In the US, the system's support ratio - the number of people in the age group 20 to 64 relative to those of 65 and over - has declined from 7.1 in 1950 to 4.8 in 1990, and is projected to fall to 3.3 in 2020. The numbers for Britain, France, and Germanyare even more alarming. The same trend is also apparent in Hong Kong.
Moreover, recent research suggests that the PAYG system itself can exert adverse effects on fertility, private savings, or productivity growth. The latter are of particular concern since even a minor reduction in the real growth rate, say 0.36 of one percent, in an economy like Hong Kong can result in an accumulated real loss of HK$195 billion in 10 years - enough to build a new airport.
Some Asian countries have chosen to establish a central provident fund (CPF) rather than a PAYG system. The CPF is essentially a forced-savings plan based on mandated individual contributions that are deposited in individual accounts and managed by the government. The latter feature has predictable consequences.
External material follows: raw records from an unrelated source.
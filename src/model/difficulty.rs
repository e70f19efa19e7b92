use serde::Serialize;
use std::path::Path;

/// The four chart slots a song can ship with.
#[derive(Serialize, Debug, Clone, Copy, PartialEq, Eq, Hash)]
pub enum Difficulty {
    Opening,
    Middle,
    Finale,
    Encore,
}

impl Difficulty {
    pub const ALL: [Difficulty; 4] = [
        Difficulty::Opening,
        Difficulty::Middle,
        Difficulty::Finale,
        Difficulty::Encore,
    ];

    /// 1-based level, which is also the index of the song's difficulty tuple.
    pub fn level(self) -> usize {
        match self {
            Difficulty::Opening => 1,
            Difficulty::Middle => 2,
            Difficulty::Finale => 3,
            Difficulty::Encore => 4,
        }
    }

    pub fn abbreviation(self) -> &'static str {
        match self {
            Difficulty::Opening => "OP",
            Difficulty::Middle => "MD",
            Difficulty::Finale => "FN",
            Difficulty::Encore => "EC",
        }
    }

    pub fn file_stem(self) -> &'static str {
        match self {
            Difficulty::Opening => "OPENING",
            Difficulty::Middle => "MIDDLE",
            Difficulty::Finale => "FINALE",
            Difficulty::Encore => "ENCORE",
        }
    }

    /// Resolve the slot from a chart path like `Charts/0042/FINALE.vsb`.
    pub fn from_path(path: &Path) -> Option<Self> {
        let stem = path.file_stem()?.to_str()?;
        Self::ALL
            .into_iter()
            .find(|d| d.file_stem().eq_ignore_ascii_case(stem))
    }
}

#[cfg(test)]
mod test {
    use super::*;

    #[test]
    fn resolves_from_chart_file_name() {
        assert_eq!(
            Difficulty::from_path(Path::new("Charts/0042/FINALE.vsb")),
            Some(Difficulty::Finale)
        );
        assert_eq!(
            Difficulty::from_path(Path::new("encore.vsb")),
            Some(Difficulty::Encore)
        );
        assert_eq!(Difficulty::from_path(Path::new("EXTRA.vsb")), None);
    }

    #[test]
    fn levels_follow_slot_order() {
        let levels: Vec<_> = Difficulty::ALL.iter().map(|d| d.level()).collect();
        assert_eq!(levels, vec![1, 2, 3, 4]);
        assert_eq!(Difficulty::Middle.abbreviation(), "MD");
    }
}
In Singapore, the CPF has been used as a source of borrowing to subsidise foreign investments and to finance government projects.
The mandated contributions per salary income for employees and employers rose to a peak of 25 per cent each in 1984, and dropped to 15 per cent and 23 per cent in 1989 for the two groups respectively. Even so, it is still an exorbitant level of forced saving. The monopolised public system has already been criticised for yielding low returns and slowing economic growth.
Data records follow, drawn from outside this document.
use std::cmp::Ordering;
use std::collections::{BinaryHeap, HashMap};
use std::hash::Hash;

/// An event returned by [`EventQueue::advance`].
#[derive(Debug, Clone, Copy, PartialEq, Eq)]
pub struct DueEvent<K> {
    pub key: K,
    /// How far past its deadline the event fired. Periodic consumers subtract this from the
    /// next interval so drift does not accumulate.
    pub lateness_ns: u64,
}

#[derive(Debug)]
struct Entry<K> {
    deadline_ns: u64,
    seq: u64,
    key: K,
}

// Ordering ignores the key: the heap pops strictly by (deadline, insertion order).
impl<K> PartialEq for Entry<K> {
    fn eq(&self, other: &Self) -> bool {
        self.deadline_ns == other.deadline_ns && self.seq == other.seq
    }
}

impl<K> Eq for Entry<K> {}

impl<K> PartialOrd for Entry<K> {
    fn partial_cmp(&self, other: &Self) -> Option<Ordering> {
        Some(self.cmp(other))
    }
}

impl<K> Ord for Entry<K> {
    fn cmp(&self, other: &Self) -> Ordering {
        // Reversed so the BinaryHeap (a max-heap) pops the earliest deadline first.
        (other.deadline_ns, other.seq).cmp(&(self.deadline_ns, self.seq))
    }
}

/// One-shot deadline queue over guest virtual time.
///
/// At most one event is pending per key: scheduling a key again supersedes the previous
/// deadline, and [`EventQueue::cancel`] is idempotent (cancelling a key that already fired or
/// was never scheduled is a no-op). Superseded and cancelled entries are dropped lazily when
/// the heap reaches them.
#[derive(Debug)]
pub struct EventQueue<K> {
    now_ns: u64,
    next_seq: u64,
    heap: BinaryHeap<Entry<K>>,
    pending: HashMap<K, u64>,
}

impl<K: Copy + Eq + Hash> EventQueue<K> {
    pub fn new() -> Self {
        Self {
            now_ns: 0,
            next_seq: 0,
            heap: BinaryHeap::new(),
            pending: HashMap::new(),
        }
    }

    /// Current guest time in nanoseconds since reset.
    pub fn now_ns(&self) -> u64 {
        self.now_ns
    }

    /// Schedules `key` to come due `after_ns` nanoseconds from now, superseding any pending
    /// deadline for the same key.
    pub fn schedule(&mut self, after_ns: u64, key: K) {
        let seq = self.next_seq;
        self.next_seq += 1;
        let deadline_ns = self.now_ns.saturating_add(after_ns);
        self.pending.insert(key, seq);
        self.heap.push(Entry {
            deadline_ns,
            seq,
            key,
        });
    }

    /// Unschedules `key`. Idempotent: does nothing if the key is not pending.
    pub fn cancel(&mut self, key: K) {
        self.pending.remove(&key);
    }

    pub fn is_scheduled(&self, key: K) -> bool {
        self.pending.contains_key(&key)
    }

    /// Moves the clock forward without collecting due events; they are returned by the next
    /// [`EventQueue::advance`] call instead.
    pub fn skip_ns(&mut self, delta_ns: u64) {
        self.now_ns = self.now_ns.saturating_add(delta_ns);
    }

    /// Advances the clock by `delta_ns` and returns every event whose deadline was reached, in
    /// deadline order.
    pub fn advance(&mut self, delta_ns: u64) -> Vec<DueEvent<K>> {
        self.now_ns = self.now_ns.saturating_add(delta_ns);
        let mut due = Vec::new();
        while let Some(head) = self.heap.peek() {
            if head.deadline_ns > self.now_ns {
                break;
            }
            let entry = self.heap.pop().expect("peeked entry vanished");
            // Stale entries (cancelled or superseded by a re-schedule) are skipped here.
            if self.pending.get(&entry.key) != Some(&entry.seq) {
                continue;
            }
            self.pending.remove(&entry.key);
            due.push(DueEvent {
                key: entry.key,
                lateness_ns: self.now_ns - entry.deadline_ns,
            });
        }
        due
    }
}

impl<K: Copy + Eq + Hash> Default for EventQueue<K> {
    fn default() -> Self {
        Self::new()
    }
}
One may question whether government intervention in the market for pensions is justified in the first place. Why mandate workers to contribute a significant amount of their hard-earned dollars to a government-managed savings and insurance scheme when there are effective free market alternatives? In Hong Kong one-third of the labour force, in addition to public service employees, is already covered by voluntary pension plans, and private savings appear to be quite high. Furthermore, the time-tested ''family insurance'' system remains a powerful means of proving private security.
Government intervention may be defended, however, as a means of casting a wider social safety net to protect workers who are victims of unexpected economic hardships, or are otherwise incapable of fending for themselves. This concern is compounded by theageing of the population. The percentage of people 65 and over in Hong Kong has risen from 6.2 in 1979 to 8.7 in 1991, and is projected to reach 12.1 in 2007.
Regardless of justification, any mandated system should be fair to contributors and exert the least adverse effects on the economy. The Community-wide Retirement Protection System (CRPS) recently proposed by the Government is an attempt to reach these objectives. The proposed system is based on pure actuarial principles that leave little room for politicians to legislate excessive benefits or high taxes, and allows for competition by banks, insurance companies, employers, and even employee groups. It leaves in place all the extant old-age social insurance allowances, and provides for the private schemes to be phased into the new system.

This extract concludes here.